> **Task instructions**: Identify all lines below that hold "Actor" and collect them.

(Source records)
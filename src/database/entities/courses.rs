use sea_orm::entity::prelude::*;
use serde::{Deserialize, Serialize};

use crate::errors::CoreResult;
use crate::pathway_graph::{display_code_for, CourseNode, CourseType};

#[derive(Clone, Debug, PartialEq, DeriveEntityModel, Serialize, Deserialize)]
#[sea_orm(table_name = "courses")]
pub struct Model {
    #[sea_orm(primary_key)]
    pub id: i32,
    /// Display key, `CRS-<id>`, set right after the row exists
    #[sea_orm(unique)]
    pub course_code: Option<String>,
    pub course_name: String,
    pub course_type: String, // 'immersive', 'skill_based', 'exam_cert', 'completion_cert', 'paid'
    pub course_objectives: String,
    pub weeks: i32,
    pub certifications_badges: Option<String>,
    pub domain_id: i32,
    pub created_by: String,
    pub created_at: ChronoDateTimeUtc,
    pub updated_at: ChronoDateTimeUtc,
}

#[derive(Copy, Clone, Debug, EnumIter, DeriveRelation)]
pub enum Relation {
    #[sea_orm(
        belongs_to = "super::domains::Entity",
        from = "Column::DomainId",
        to = "super::domains::Column::Id"
    )]
    Domains,
    #[sea_orm(has_many = "super::course_job_roles::Entity")]
    CourseJobRoles,
}

impl Related<super::domains::Entity> for Entity {
    fn to() -> RelationDef {
        Relation::Domains.def()
    }
}

impl Related<super::course_job_roles::Entity> for Entity {
    fn to() -> RelationDef {
        Relation::CourseJobRoles.def()
    }
}

impl ActiveModelBehavior for ActiveModel {}

impl Model {
    pub fn course_type(&self) -> CoreResult<CourseType> {
        self.course_type.parse()
    }

    pub fn display_code(&self) -> String {
        self.course_code
            .clone()
            .unwrap_or_else(|| display_code_for(self.id))
    }

    pub fn to_node(&self) -> CoreResult<CourseNode> {
        Ok(CourseNode {
            id: self.id,
            code: self.course_code.clone(),
            name: self.course_name.clone(),
            course_type: self.course_type()?,
        })
    }
}
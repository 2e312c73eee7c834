use serde::{Deserialize, Serialize};

use super::{CourseNode, PathwayGraph};

#[derive(Clone, Debug, PartialEq, Eq, Serialize, Deserialize)]
pub struct AffectedPathway {
    pub pathway_id: i32,
    pub prerequisite_course_id: i32,
    pub next_course_id: i32,
    pub description: String,
}

/// What deleting a course would do to the pathway graph
#[derive(Clone, Debug, PartialEq, Eq, Serialize, Deserialize)]
pub struct DeleteImpact {
    pub course_id: i32,
    pub can_delete: bool,
    pub requires_cascade: bool,
    pub affected_pathways: Vec<AffectedPathway>,
    /// Non-immersive courses left without any path back to an immersive root
    pub orphaned_courses: Vec<CourseNode>,
}

/// Every edge touching `course_id`, in store order, with readable descriptions
pub fn affected_pathways(graph: &PathwayGraph, course_id: i32) -> Vec<AffectedPathway> {
    graph
        .edges_touching(course_id)
        .into_iter()
        .map(|edge| AffectedPathway {
            pathway_id: edge.id,
            prerequisite_course_id: edge.prerequisite_course_id,
            next_course_id: edge.next_course_id,
            description: graph.describe_edge(edge),
        })
        .collect()
}

pub fn delete_impact(graph: &PathwayGraph, course_id: i32) -> DeleteImpact {
    let affected = affected_pathways(graph, course_id);
    let remaining = graph.without_course(course_id);

    let mut orphaned_courses: Vec<CourseNode> = Vec::new();
    for pathway in affected
        .iter()
        .filter(|pathway| pathway.prerequisite_course_id == course_id)
    {
        let Some(next) = graph.course(pathway.next_course_id) else {
            continue;
        };
        if next.is_immersive() || orphaned_courses.iter().any(|course| course.id == next.id) {
            continue;
        }
        // Only courses that were rooted before the deletion count as orphaned
        if graph.has_path_to_immersive(next.id) && !remaining.has_path_to_immersive(next.id) {
            orphaned_courses.push(next.clone());
        }
    }

    DeleteImpact {
        course_id,
        can_delete: affected.is_empty(),
        requires_cascade: !affected.is_empty(),
        affected_pathways: affected,
        orphaned_courses,
    }
}
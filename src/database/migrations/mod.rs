use sea_orm_migration::prelude::*;

mod m20251101_000001_create_catalog_schema;

pub struct Migrator;

#[async_trait::async_trait]
impl MigratorTrait for Migrator {
    fn migrations() -> Vec<Box<dyn MigrationTrait>> {
        vec![Box::new(m20251101_000001_create_catalog_schema::Migration)]
    }
}
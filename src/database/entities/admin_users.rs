use sea_orm::entity::prelude::*;
use serde::{Deserialize, Serialize};

use crate::auth::{Actor, AdminRole};
use crate::errors::CoreResult;

/// Administrator directory. Credentials are verified elsewhere; the catalog
/// only needs the username and role.
#[derive(Clone, Debug, PartialEq, DeriveEntityModel, Serialize, Deserialize)]
#[sea_orm(table_name = "admin_users")]
pub struct Model {
    #[sea_orm(primary_key)]
    pub id: i32,
    #[sea_orm(unique)]
    pub username: String,
    pub email: String,
    pub role: String, // 'global_admin', 'admin'
    pub is_active: bool,
    pub created_by: Option<String>,
    pub created_at: ChronoDateTimeUtc,
    pub updated_at: ChronoDateTimeUtc,
}

#[derive(Copy, Clone, Debug, EnumIter, DeriveRelation)]
pub enum Relation {}

impl ActiveModelBehavior for ActiveModel {}

impl Model {
    pub fn role(&self) -> CoreResult<AdminRole> {
        self.role.parse()
    }

    pub fn to_actor(&self) -> CoreResult<Actor> {
        Ok(Actor::new(self.username.clone(), self.role()?))
    }
}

> **Task response**:
use crate::auth::{Actor, AdminRole};
    pub fn to_actor(&self) -> CoreResult<Actor> {
        Ok(Actor::new(self.username.clone(), self.role()?))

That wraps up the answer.